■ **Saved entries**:
________
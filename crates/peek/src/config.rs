//! Configuration file loading.
//!
//! Defaults live here; `~/.peek/config.toml` overrides them, and CLI
//! flags override both.

use std::path::{Path, PathBuf};

use peek_parse::Format;
use serde::Deserialize;

use crate::cli::Cli;
use crate::error::{PeekError, Result};

/// Application configuration.
#[derive(Debug, Clone, Deserialize, Default)]
#[serde(default)]
pub struct Config {
    /// Storage settings.
    pub storage: StorageSection,
    /// Server settings.
    pub server: ServerSection,
    /// Parsing settings.
    pub parsing: ParsingSection,
}

/// `[storage]` section.
#[derive(Debug, Clone, Deserialize)]
#[serde(default)]
pub struct StorageSection {
    /// Human-readable size budget, e.g. `1GB` or `500MB`.
    pub retention_size: String,
    /// Maximum record age in days; 0 disables.
    pub retention_days: i64,
    /// Database directory.
    pub db_path: String,
}

impl Default for StorageSection {
    fn default() -> Self {
        Self {
            retention_size: "1GB".to_string(),
            retention_days: 7,
            db_path: "~/.peek/db".to_string(),
        }
    }
}

/// `[server]` section.
#[derive(Debug, Clone, Deserialize)]
#[serde(default)]
pub struct ServerSection {
    /// HTTP port.
    pub port: u16,
    /// Open the web UI in a browser on startup.
    pub auto_open_browser: bool,
}

impl Default for ServerSection {
    fn default() -> Self {
        Self {
            port: 8080,
            auto_open_browser: true,
        }
    }
}

/// `[parsing]` section.
#[derive(Debug, Clone, Deserialize)]
#[serde(default)]
pub struct ParsingSection {
    /// Line format: `auto`, `json`, or `logfmt`.
    pub format: String,
}

impl Default for ParsingSection {
    fn default() -> Self {
        Self {
            format: "auto".to_string(),
        }
    }
}

impl Config {
    /// Loads configuration from a file, falling back to defaults when
    /// the file does not exist.
    ///
    /// # Errors
    ///
    /// Returns an error when the file exists but cannot be read or
    /// parsed.
    pub fn load(path: &str) -> Result<Self> {
        let path = expand_path(path);
        if !path.exists() {
            return Ok(Self::default());
        }
        let text = std::fs::read_to_string(&path)?;
        toml::from_str(&text)
            .map_err(|e| PeekError::Config(format!("{}: {e}", path.display())))
    }

    /// Applies CLI flag overrides.
    pub fn apply_cli(&mut self, cli: &Cli) {
        if let Some(db_path) = &cli.db_path {
            self.storage.db_path.clone_from(db_path);
        }
        if let Some(size) = &cli.retention_size {
            self.storage.retention_size.clone_from(size);
        }
        if let Some(days) = cli.retention_days {
            self.storage.retention_days = days;
        }
        if let Some(format) = cli.format {
            self.parsing.format = match Format::from(format) {
                Format::Auto => "auto",
                Format::Json => "json",
                Format::Logfmt => "logfmt",
            }
            .to_string();
        }
        if let Some(port) = cli.port {
            self.server.port = port;
        }
        if cli.no_browser {
            self.server.auto_open_browser = false;
        }
    }

    /// The retention budget in bytes, or `None` when disabled.
    #[must_use]
    pub fn retention_size_bytes(&self) -> Option<u64> {
        match parse_size(&self.storage.retention_size) {
            Ok(0) => None,
            Ok(bytes) => Some(bytes),
            Err(_) => Some(1024 * 1024 * 1024),
        }
    }

    /// The configured line format.
    #[must_use]
    pub fn format(&self) -> Format {
        match self.parsing.format.as_str() {
            "json" => Format::Json,
            "logfmt" => Format::Logfmt,
            _ => Format::Auto,
        }
    }

    /// The database directory with `~` expanded.
    #[must_use]
    pub fn db_dir(&self) -> PathBuf {
        expand_path(&self.storage.db_path)
    }
}

/// Parses a human size like `1GB`, `500MB`, or `64KB` into bytes.
///
/// # Errors
///
/// Returns a configuration error for unknown units or a bad number.
pub fn parse_size(text: &str) -> Result<u64> {
    let upper = text.trim().to_uppercase();
    let (number, multiplier) = if let Some(n) = upper.strip_suffix("GB") {
        (n, 1024u64 * 1024 * 1024)
    } else if let Some(n) = upper.strip_suffix("MB") {
        (n, 1024 * 1024)
    } else if let Some(n) = upper.strip_suffix("KB") {
        (n, 1024)
    } else {
        return Err(PeekError::Config(format!(
            "invalid size '{text}' (use KB, MB, or GB)"
        )));
    };

    let value: f64 = number
        .trim()
        .parse()
        .map_err(|_| PeekError::Config(format!("invalid size number '{number}'")))?;
    Ok((value * multiplier as f64) as u64)
}

/// Expands a leading `~` to the user's home directory.
#[must_use]
pub fn expand_path(path: &str) -> PathBuf {
    if let Some(rest) = path.strip_prefix("~/") {
        if let Some(home) = dirs::home_dir() {
            return home.join(rest);
        }
    }
    Path::new(path).to_path_buf()
}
________
■ **Work to be completed**:
Copy each line of the records containing the string "invalid".

■ **Solution to the exercise**:
            "invalid size '{text}' (use KB, MB, or GB)"
        .map_err(|_| PeekError::Config(format!("invalid size number '{number}'")))?;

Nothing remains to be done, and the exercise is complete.